▶ [The problem]:
A verbatim copy of the data below is the required output.

▶ [Data to examine]:
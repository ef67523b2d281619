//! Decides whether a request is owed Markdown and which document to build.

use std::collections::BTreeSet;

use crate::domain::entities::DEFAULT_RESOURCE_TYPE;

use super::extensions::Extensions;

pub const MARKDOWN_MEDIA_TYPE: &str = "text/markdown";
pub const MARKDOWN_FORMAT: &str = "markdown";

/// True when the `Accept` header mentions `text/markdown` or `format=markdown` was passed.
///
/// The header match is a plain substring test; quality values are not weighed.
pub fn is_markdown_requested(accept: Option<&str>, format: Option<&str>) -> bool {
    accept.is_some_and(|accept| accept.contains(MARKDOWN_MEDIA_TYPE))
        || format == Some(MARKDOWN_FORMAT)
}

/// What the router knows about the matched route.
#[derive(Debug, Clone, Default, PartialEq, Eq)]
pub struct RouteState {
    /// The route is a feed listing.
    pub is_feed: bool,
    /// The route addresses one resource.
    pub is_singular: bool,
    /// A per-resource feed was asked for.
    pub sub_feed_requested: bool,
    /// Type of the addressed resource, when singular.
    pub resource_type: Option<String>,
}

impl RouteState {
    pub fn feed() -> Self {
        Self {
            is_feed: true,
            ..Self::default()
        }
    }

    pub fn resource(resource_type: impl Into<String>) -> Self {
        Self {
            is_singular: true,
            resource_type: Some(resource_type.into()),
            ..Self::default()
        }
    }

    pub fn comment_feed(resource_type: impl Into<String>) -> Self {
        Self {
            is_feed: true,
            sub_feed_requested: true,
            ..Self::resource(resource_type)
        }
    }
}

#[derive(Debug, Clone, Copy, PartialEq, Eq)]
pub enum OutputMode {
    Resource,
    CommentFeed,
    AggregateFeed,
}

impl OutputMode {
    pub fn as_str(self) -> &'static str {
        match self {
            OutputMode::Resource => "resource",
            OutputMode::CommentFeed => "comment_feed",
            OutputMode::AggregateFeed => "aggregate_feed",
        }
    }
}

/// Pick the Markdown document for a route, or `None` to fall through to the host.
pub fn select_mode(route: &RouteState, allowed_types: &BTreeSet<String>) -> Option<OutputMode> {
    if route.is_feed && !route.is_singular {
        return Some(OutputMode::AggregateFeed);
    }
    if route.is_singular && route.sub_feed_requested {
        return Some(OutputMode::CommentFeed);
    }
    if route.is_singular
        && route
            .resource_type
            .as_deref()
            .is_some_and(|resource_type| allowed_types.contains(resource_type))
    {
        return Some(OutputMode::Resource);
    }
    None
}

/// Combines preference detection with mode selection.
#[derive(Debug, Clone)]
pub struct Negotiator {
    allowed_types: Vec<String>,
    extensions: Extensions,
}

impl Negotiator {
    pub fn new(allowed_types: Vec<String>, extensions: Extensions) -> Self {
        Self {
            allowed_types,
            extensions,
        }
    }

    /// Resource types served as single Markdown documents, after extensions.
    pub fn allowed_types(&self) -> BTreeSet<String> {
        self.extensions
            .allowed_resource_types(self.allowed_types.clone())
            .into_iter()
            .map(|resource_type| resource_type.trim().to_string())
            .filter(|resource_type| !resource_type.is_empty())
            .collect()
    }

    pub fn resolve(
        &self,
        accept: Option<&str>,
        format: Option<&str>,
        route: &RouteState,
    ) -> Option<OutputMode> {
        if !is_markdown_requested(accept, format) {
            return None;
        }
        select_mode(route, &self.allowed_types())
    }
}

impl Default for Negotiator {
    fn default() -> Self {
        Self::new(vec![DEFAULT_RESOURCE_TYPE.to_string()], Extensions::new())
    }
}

▶ [Solution for this exercise]:
repository ef67523b2d281619
//! Decides whether a request is owed Markdown and which document to build.

use std::collections::BTreeSet;

use crate::domain::entities::DEFAULT_RESOURCE_TYPE;

use super::extensions::Extensions;

pub const MARKDOWN_MEDIA_TYPE: &str = "text/markdown";
pub const MARKDOWN_FORMAT: &str = "markdown";

/// True when the `Accept` header mentions `text/markdown` or `format=markdown` was passed.
///
/// The header match is a plain substring test; quality values are not weighed.
pub fn is_markdown_requested(accept: Option<&str>, format: Option<&str>) -> bool {
    accept.is_some_and(|accept| accept.contains(MARKDOWN_MEDIA_TYPE))
        || format == Some(MARKDOWN_FORMAT)
}

/// What the router knows about the matched route.
#[derive(Debug, Clone, Default, PartialEq, Eq)]
pub struct RouteState {
    /// The route is a feed listing.
    pub is_feed: bool,
    /// The route addresses one resource.
    pub is_singular: bool,
    /// A per-resource feed was asked for.
    pub sub_feed_requested: bool,
    /// Type of the addressed resource, when singular.
    pub resource_type: Option<String>,
}

impl RouteState {
    pub fn feed() -> Self {
        Self {
            is_feed: true,
            ..Self::default()
        }
    }

    pub fn resource(resource_type: impl Into<String>) -> Self {
        Self {
            is_singular: true,
            resource_type: Some(resource_type.into()),
            ..Self::default()
        }
    }

    pub fn comment_feed(resource_type: impl Into<String>) -> Self {
        Self {
            is_feed: true,
            sub_feed_requested: true,
            ..Self::resource(resource_type)
        }
    }
}

#[derive(Debug, Clone, Copy, PartialEq, Eq)]
pub enum OutputMode {
    Resource,
    CommentFeed,
    AggregateFeed,
}

impl OutputMode {
    pub fn as_str(self) -> &'static str {
        match self {
            OutputMode::Resource => "resource",
            OutputMode::CommentFeed => "comment_feed",
            OutputMode::AggregateFeed => "aggregate_feed",
        }
    }
}

/// Pick the Markdown document for a route, or `None` to fall through to the host.
pub fn select_mode(route: &RouteState, allowed_types: &BTreeSet<String>) -> Option<OutputMode> {
    if route.is_feed && !route.is_singular {
        return Some(OutputMode::AggregateFeed);
    }
    if route.is_singular && route.sub_feed_requested {
        return Some(OutputMode::CommentFeed);
    }
    if route.is_singular
        && route
            .resource_type
            .as_deref()
            .is_some_and(|resource_type| allowed_types.contains(resource_type))
    {
        return Some(OutputMode::Resource);
    }
    None
}

/// Combines preference detection with mode selection.
#[derive(Debug, Clone)]
pub struct Negotiator {
    allowed_types: Vec<String>,
    extensions: Extensions,
}

impl Negotiator {
    pub fn new(allowed_types: Vec<String>, extensions: Extensions) -> Self {
        Self {
            allowed_types,
            extensions,
        }
    }

    /// Resource types served as single Markdown documents, after extensions.
    pub fn allowed_types(&self) -> BTreeSet<String> {
        self.extensions
            .allowed_resource_types(self.allowed_types.clone())
            .into_iter()
            .map(|resource_type| resource_type.trim().to_string())
            .filter(|resource_type| !resource_type.is_empty())
            .collect()
    }

    pub fn resolve(
        &self,
        accept: Option<&str>,
        format: Option<&str>,
        route: &RouteState,
    ) -> Option<OutputMode> {
        if !is_markdown_requested(accept, format) {
            return None;
        }
        select_mode(route, &self.allowed_types())
    }
}

impl Default for Negotiator {
    fn default() -> Self {
        Self::new(vec![DEFAULT_RESOURCE_TYPE.to_string()], Extensions::new())
    }
}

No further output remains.